Esse raciocínio não é retórico ou improvisado. Isso é uma construção deliberada que persegue vários objetivos ao mesmo tempo. o primeiro evitar a obrigação legal de notificar o Congresso com antecedência Ao abrigo da Resolução sobre Poderes de Guerra de 1973, que exige notificação quando o presidente compromete as forças armadas com hostilidades ou cenários que possam levar a conflitos armados prolongados. Outro, evitar atritos políticos internos, o que significaria a aceitação de uma nova guerra na América Latina; especialmente perante um eleitorado republicano profundamente doutrinado pelo Iraque e pelo Afeganistão.
A tese central da administração Trump é que Nicolás Maduro tem sido tratado não como um chefe de estado inimigo, mas como um fugitivo da justiça americana. Em março de 2020, um grande júri federal no Distrito Sul de Nova York Ele foi acusado de terrorismo de drogas. Conspiração para importar cocaína para os Estados Unidos e armas de crimes de guerra. Esse caso permanece aberto e acarreta sanções Eles podem pegar prisão perpétua. Para a Casa Branca, o que aconteceu não foi um acto de guerra, mas o culminar de uma acusação criminal de quase seis anos.
Desse ponto de vista, Washington afirma que Não houve mudança de regime no sentido político ou militar, mas sim prisão de pessoa procurada pela justiça. para ser julgado junto com sua esposa nos EUA. Não se trata de derrubar um governo estrangeiro, trata-se de executar um mandado de prisão contra uma pessoa específica, mesmo que essa pessoa detenha o poder no seu próprio país.
Nessa base, A administração Trump afirma que a Resolução dos Poderes de Guerra não é aplicável a este caso. Segundo sua interpretação, não houve introdução de tropas para hostilidades prolongadas, ocupação de territórios e campanha militar aberta. A ação foi limitada no tempo, com um propósito único e fechado. garante a prisão e remoção do acusado. O uso da força, segundo este relatório, era acessório e operacional, não estratégico.
Trump reforçou esse quadro ao enfatizar que a operação Foi realizado “em conjunto com as autoridades policiais”. e que as medidas militares utilizadas foram fundamentais para proteger os agentes responsáveis pela execução da ordem judicial e garantir a sua saída do país. Nesta lógica, a utilização de bombardeiros, helicópteros ou unidades de elite não transforma automaticamente uma operação em guerra, tal como outras operações de captura de líderes criminosos ou terroristas no estrangeiro não são apresentadas como operações policiais com apoio militar.
A Casa Branca também se baseia no Artigo II da Constituição. o que dá ao presidente amplos poderes como comandante-chefe para proteger o pessoal dos EUA de ameaças iminentes.
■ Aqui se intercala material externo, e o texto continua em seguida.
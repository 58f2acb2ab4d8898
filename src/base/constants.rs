/// Defines the directory where the generated model files are saved
pub const DEFAULT_OUT_DIR: &str = "/tmp/openwf/results";

/// Defines an auxiliary directory where the test result files are saved
pub const DEFAULT_TEST_DIR: &str = "/tmp/openwf/test";

/// Average atmospheric lapse rate in K/m
pub const LAPSE_RATE: f64 = 0.0065;

/// Reference temperature at sea level in K
pub const SEA_LEVEL_TEMPERATURE: f64 = 288.0;

/// Offset between Kelvin and degrees Celsius
pub const KELVIN_OFFSET: f64 = 273.15;

/// Default basal heat flow in W/m² used for the Neumann condition at the model base
pub const DEFAULT_BASAL_HEAT_FLOW: f64 = 0.07;

/// Default vertical extent of the model below sea level in m
pub const DEFAULT_MODEL_DEPTH: f64 = 6000.0;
Após acionar ordem judicial de alto risco, executivo dá respaldo O Presidente pode autorizar o uso da força necessária para fazer cumprir o cumprimento sem a necessidade de autorização específica do Congresso. desde que não provoque interferências prolongadas.
Este raciocínio não elimina as contradições, nem dentro nem fora dos EUA. Para muitos governos e advogados, bombardear alvos num país estrangeiro De facto, enquadra-se numa operação militar. Mas Washington insiste que a chave não está nos meios utilizados, mas no propósito, âmbito e duração. Apresentar a ação como uma ação de aplicação da lei contra um acusado específico. A Casa Branca procura proteger-se legalmente e reduzir os custos políticos internos. Nessa versão, A captura de Maduro não é o início de uma guerra, mas o encerramento forçado de um processo judicial que está aberto há anos.